_What to produce_
Wherever the string "seen" turns up in the data, copy the whole line.

_Material for this task_
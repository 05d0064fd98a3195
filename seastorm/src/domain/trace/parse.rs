//! Process log parsing
//!
//! Each non-blank line of a process log is one comma-separated event record:
//!
//! ```text
//! send,<time>,<recipient>,<data_b64>
//! send,<time>,<recipient>,<title_b64>,<data_b64>
//! receive,<time>,<departure_time>,<sender>
//! log,<time>,<data_b64>
//! log,<time>,<title_b64>,<data_b64>
//! ```
//!
//! Payloads and titles are base64-encoded UTF-8 and are decoded here. Any
//! malformed line rejects the whole log.

use std::collections::HashMap;

use base64::Engine;
use base64::alphabet;
use base64::engine::{DecodePaddingMode, GeneralPurpose, GeneralPurposeConfig};

use super::error::TraceError;
use super::types::{Event, LogEvent, ReceiveEvent, SendEvent};

/// Standard alphabet; remote programs are not consistent about padding.
const PAYLOAD_ENGINE: GeneralPurpose = GeneralPurpose::new(
    &alphabet::STANDARD,
    GeneralPurposeConfig::new().with_decode_padding_mode(DecodePaddingMode::Indifferent),
);

/// Parse one process's raw log into events, in log order.
pub fn parse_log(process: &str, text: &str) -> Result<Vec<Event>, TraceError> {
    let mut events = Vec::new();
    let mut seen: HashMap<u64, usize> = HashMap::new();

    for (index, raw) in text.lines().enumerate() {
        let line = raw.trim();
        if line.is_empty() {
            continue;
        }
        let line_no = index + 1;
        let event = parse_line(process, line_no, line)?;

        if let Some(first_line) = seen.insert(event.time(), line_no) {
            return Err(TraceError::DuplicateTimestamp {
                process: process.to_string(),
                time: event.time(),
                first_line,
                line: line_no,
            });
        }
        events.push(event);
    }

    tracing::trace!(process, events = events.len(), "Parsed process log");
    Ok(events)
}

fn parse_line(process: &str, line_no: usize, line: &str) -> Result<Event, TraceError> {
    let fields: Vec<&str> = line.split(',').collect();
    let field = LineFields {
        process,
        line_no,
        line,
    };

    match fields.as_slice() {
        ["send", time, recipient, data] => Ok(Event::Send(SendEvent {
            time: field.number("time", time)?,
            process: process.to_string(),
            recipient: recipient.to_string(),
            title: None,
            data: field.text("data", data)?,
            arrival: None,
        })),
        ["send", time, recipient, title, data] => Ok(Event::Send(SendEvent {
            time: field.number("time", time)?,
            process: process.to_string(),
            recipient: recipient.to_string(),
            title: Some(field.text("title", title)?),
            data: field.text("data", data)?,
            arrival: None,
        })),
        ["send", ..] => Err(field.arity("send", "4 or 5", fields.len())),
        ["receive", time, departure, sender] => Ok(Event::Receive(ReceiveEvent {
            time: field.number("time", time)?,
            process: process.to_string(),
            sender: sender.to_string(),
            departure: field.number("departure time", departure)?,
            title: None,
            data: None,
        })),
        ["receive", ..] => Err(field.arity("receive", "4", fields.len())),
        ["log", time, data] => Ok(Event::Log(LogEvent {
            time: field.number("time", time)?,
            process: process.to_string(),
            title: None,
            data: field.text("data", data)?,
        })),
        ["log", time, title, data] => Ok(Event::Log(LogEvent {
            time: field.number("time", time)?,
            process: process.to_string(),
            title: Some(field.text("title", title)?),
            data: field.text("data", data)?,
        })),
        ["log", ..] => Err(field.arity("log", "3 or 4", fields.len())),
        [event_type, ..] => Err(TraceError::UnknownEventType {
            process: process.to_string(),
            line: line_no,
            event_type: event_type.to_string(),
            text: line.to_string(),
        }),
        [] => Err(field.malformed("empty record")),
    }
}

/// Field decoding with the line context needed for error reports
struct LineFields<'a> {
    process: &'a str,
    line_no: usize,
    line: &'a str,
}

impl LineFields<'_> {
    fn malformed(&self, reason: impl Into<String>) -> TraceError {
        TraceError::malformed(self.process, self.line_no, self.line, reason)
    }

    fn arity(&self, event_type: &str, expected: &str, found: usize) -> TraceError {
        self.malformed(format!(
            "{} expects {} fields, found {}",
            event_type, expected, found
        ))
    }

    fn number(&self, name: &str, value: &str) -> Result<u64, TraceError> {
        value
            .parse()
            .map_err(|_| self.malformed(format!("invalid {} '{}'", name, value)))
    }

    fn text(&self, name: &str, value: &str) -> Result<String, TraceError> {
        let bytes = PAYLOAD_ENGINE
            .decode(value)
            .map_err(|e| self.malformed(format!("invalid base64 in {}: {}", name, e)))?;
        String::from_utf8(bytes).map_err(|_| self.malformed(format!("{} is not valid UTF-8", name)))
    }
}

_Written answer_
    let mut seen: HashMap<u64, usize> = HashMap::new();
        if let Some(first_line) = seen.insert(event.time(), line_no) {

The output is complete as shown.